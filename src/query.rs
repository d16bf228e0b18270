//! Read-only queries over the database: filtered package/object listings,
//! the found/missing edge tables and the dependency integrity check.

use crate::Db;
use crate::Dependency;
use crate::Elf;
use crate::ObjId;
use crate::ObjectFilter;
use crate::Package;
use crate::PackageFilter;
use crate::StringFilter;

/// One finding of [`Db::check_integrity`].
#[derive(Clone, Debug)]
pub enum IntegrityIssue {
    /// A textual dependency names no installed package, no provider of that
    /// name, and no base package.
    MissingPackageDependency {
        /// Package declaring the dependency.
        pkg: String,
        /// The unsatisfied dependency.
        dependency: Dependency,
    },
    /// An installed object is missing a library; candidate packages contain
    /// a library of that name, but none that the object can link.
    MissingLibrary {
        /// Package owning the object.
        pkg: String,
        /// Full path of the object.
        object: String,
        /// The missing library name.
        library: String,
        /// Packages containing an object with that basename.
        candidates: Vec<String>,
    },
}

impl Db {
    /// Whether the object behind `id` is broken.
    pub fn is_broken(&self, id: ObjId) -> bool {
        self.pool.get(id).is_some_and(Elf::is_broken)
    }

    /// Whether any of the package's objects is broken.
    pub fn is_broken_pkg(&self, pkg: &Package) -> bool {
        pkg.objects.iter().any(|&id| self.is_broken(id))
    }

    /// Objects with a non-empty missing set, in installation order.
    pub fn broken_objects(&self) -> impl Iterator<Item = (ObjId, &Elf)> {
        self.objects().filter(|(_, elf)| elf.is_broken())
    }

    /// Packages containing a broken object, in installation order.
    pub fn broken_packages(&self) -> impl Iterator<Item = &Package> {
        self.packages().filter(|pkg| self.is_broken_pkg(pkg))
    }

    /// Packages passing all of `filters`.
    pub fn filtered_packages<'a>(
        &'a self,
        filters: &'a [PackageFilter],
    ) -> impl Iterator<Item = &'a Package> {
        self.packages()
            .filter(move |pkg| filters.iter().all(|f| f.matches(self, pkg)))
    }

    /// Objects passing all of `filters`.
    pub fn filtered_objects<'a>(
        &'a self,
        filters: &'a [ObjectFilter],
    ) -> impl Iterator<Item = (ObjId, &'a Elf)> {
        self.objects()
            .filter(move |(_, elf)| filters.iter().all(|f| f.matches(elf)))
    }

    /// Whether the package has no object passing all of `filters`.
    pub fn is_empty_pkg(&self, pkg: &Package, filters: &[ObjectFilter]) -> bool {
        !pkg.objects.iter().any(|&id| {
            self.pool
                .get(id)
                .is_some_and(|elf| filters.iter().all(|f| f.matches(elf)))
        })
    }

    /// The `found` edges of an object: the objects satisfying its needs.
    pub fn found_of(&self, id: ObjId) -> impl Iterator<Item = (ObjId, &Elf)> {
        self.pool
            .get(id)
            .into_iter()
            .flat_map(|elf| elf.req_found.iter())
            .filter_map(|&fid| Some((fid, self.pool.get(fid)?)))
    }

    /// Filelist entries of `pkg` passing all of `filters`.
    pub fn filtered_filelist<'a>(
        &self,
        pkg: &'a Package,
        filters: &'a [StringFilter],
    ) -> impl Iterator<Item = &'a str> {
        pkg.filelist
            .iter()
            .map(String::as_str)
            .filter(move |file| filters.iter().all(|f| f.matches(file)))
    }

    /// Check that the textual dependencies and the object-level links of
    /// every package (passing `pkg_filters`) are satisfiable.
    pub fn check_integrity(
        &self,
        pkg_filters: &[PackageFilter],
        obj_filters: &[ObjectFilter],
    ) -> Vec<IntegrityIssue> {
        let mut issues = Vec::new();
        for pkg in self.filtered_packages(pkg_filters) {
            for dep in &pkg.depends {
                let provided = self.packages.iter().any(|candidate| {
                    candidate.name == dep.name
                        || candidate.provides.iter().any(|p| p.name == dep.name)
                        || candidate.replaces.iter().any(|p| p.name == dep.name)
                });
                if provided || self.base_packages.contains(&dep.name) {
                    continue;
                }
                issues.push(IntegrityIssue::MissingPackageDependency {
                    pkg: pkg.name.clone(),
                    dependency: dep.clone(),
                });
            }
            for &id in &pkg.objects {
                let Some(elf) = self.pool.get(id) else { continue };
                if !obj_filters.iter().all(|f| f.matches(elf)) {
                    continue;
                }
                for library in &elf.req_missing {
                    let mut candidates: Vec<String> = self
                        .packages
                        .iter()
                        .filter(|candidate| {
                            candidate.objects.iter().any(|&oid| {
                                self.pool
                                    .get(oid)
                                    .is_some_and(|lib| lib.basename == *library)
                            })
                        })
                        .map(|candidate| candidate.name.clone())
                        .collect();
                    candidates.sort();
                    issues.push(IntegrityIssue::MissingLibrary {
                        pkg: pkg.name.clone(),
                        object: elf.path(),
                        library: library.clone(),
                        candidates,
                    });
                }
            }
        }
        issues
    }
}

#[cfg(test)]
mod tests {
    use super::*;
    use crate::Match;
    use crate::ObjectAxis;
    use crate::PackageAxis;

    fn object(dirname: &str, basename: &str, needed: &[&str]) -> Elf {
        Elf {
            dirname: dirname.to_owned(),
            basename: basename.to_owned(),
            needed: needed.iter().map(|s| (*s).to_owned()).collect(),
            ..Default::default()
        }
    }

    fn sample_db() -> Db {
        let mut db = Db::new();
        db.ld_append("/usr/lib");
        db.install_package(
            Package::new("glibc", "2.38-1"),
            vec![object("/usr/lib", "libc.so.6", &[])],
        );
        let mut app = Package::new("app", "1.0-1");
        app.depends.push(Dependency::new("glibc", ">=2.0"));
        app.depends.push(Dependency::new("nonexistent", ""));
        app.filelist = vec!["usr/bin/app".to_owned(), "usr/share/doc/app".to_owned()];
        db.install_package(
            app,
            vec![object("/usr/bin", "app", &["libc.so.6", "libgone.so"])],
        );
        db
    }

    #[test]
    fn broken_queries() {
        let db = sample_db();
        let broken: Vec<&str> = db
            .broken_objects()
            .map(|(_, elf)| elf.basename.as_str())
            .collect();
        assert_eq!(vec!["app"], broken);
        let broken_pkgs: Vec<&str> =
            db.broken_packages().map(|pkg| pkg.name.as_str()).collect();
        assert_eq!(vec!["app"], broken_pkgs);
    }

    #[test]
    fn filters_compose_with_and_semantics() {
        let db = sample_db();
        let filters = vec![
            PackageFilter::new(PackageAxis::Name, Some(Match::glob("a*")), false),
            PackageFilter::new(PackageAxis::Broken, None, false),
        ];
        let names: Vec<&str> = db
            .filtered_packages(&filters)
            .map(|pkg| pkg.name.as_str())
            .collect();
        assert_eq!(vec!["app"], names);

        let negated = vec![PackageFilter::new(PackageAxis::Broken, None, true)];
        let names: Vec<&str> = db
            .filtered_packages(&negated)
            .map(|pkg| pkg.name.as_str())
            .collect();
        assert_eq!(vec!["glibc"], names);
    }

    #[test]
    fn object_filters_match_dependencies() {
        let db = sample_db();
        let filters = vec![ObjectFilter::new(
            ObjectAxis::Depends,
            Match::exact("libc.so.6"),
            false,
        )];
        let names: Vec<&str> = db
            .filtered_objects(&filters)
            .map(|(_, elf)| elf.basename.as_str())
            .collect();
        assert_eq!(vec!["app"], names);
    }

    #[test]
    fn integrity_reports_missing_providers_and_libraries() {
        let db = sample_db();
        let issues = db.check_integrity(&[], &[]);
        assert!(issues.iter().any(|issue| matches!(
            issue,
            IntegrityIssue::MissingPackageDependency { pkg, dependency }
                if pkg == "app" && dependency.name == "nonexistent"
        )));
        assert!(issues.iter().any(|issue| matches!(
            issue,
            IntegrityIssue::MissingLibrary { pkg, library, .. }
                if pkg == "app" && library == "libgone.so"
        )));
        // A base package entry silences the package dependency.
        let mut db = db;
        db.base_packages_add("nonexistent");
        let issues = db.check_integrity(&[], &[]);
        assert!(!issues
            .iter()
            .any(|i| matches!(i, IntegrityIssue::MissingPackageDependency { .. })));
    }

    #[test]
    fn filelist_filters() {
        let db = sample_db();
        let pkg = db.find_pkg("app").expect("installed");
        let filters = vec![StringFilter::new(Match::glob("usr/bin/*"), false)];
        let files: Vec<&str> = db.filtered_filelist(pkg, &filters).collect();
        assert_eq!(vec!["usr/bin/app"], files);
    }
}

> [Task statement]: Lines from the top of the entries above to the line that contains "pub enum IntegrityIssue" should be set down exactly, please, with both ends kept and nothing added.

> [Output]:
filename src/query.rs
repository d16bf228e0b18270
//! Read-only queries over the database: filtered package/object listings,
//! the found/missing edge tables and the dependency integrity check.

use crate::Db;
use crate::Dependency;
use crate::Elf;
use crate::ObjId;
use crate::ObjectFilter;
use crate::Package;
use crate::PackageFilter;
use crate::StringFilter;

/// One finding of [`Db::check_integrity`].
#[derive(Clone, Debug)]
pub enum IntegrityIssue {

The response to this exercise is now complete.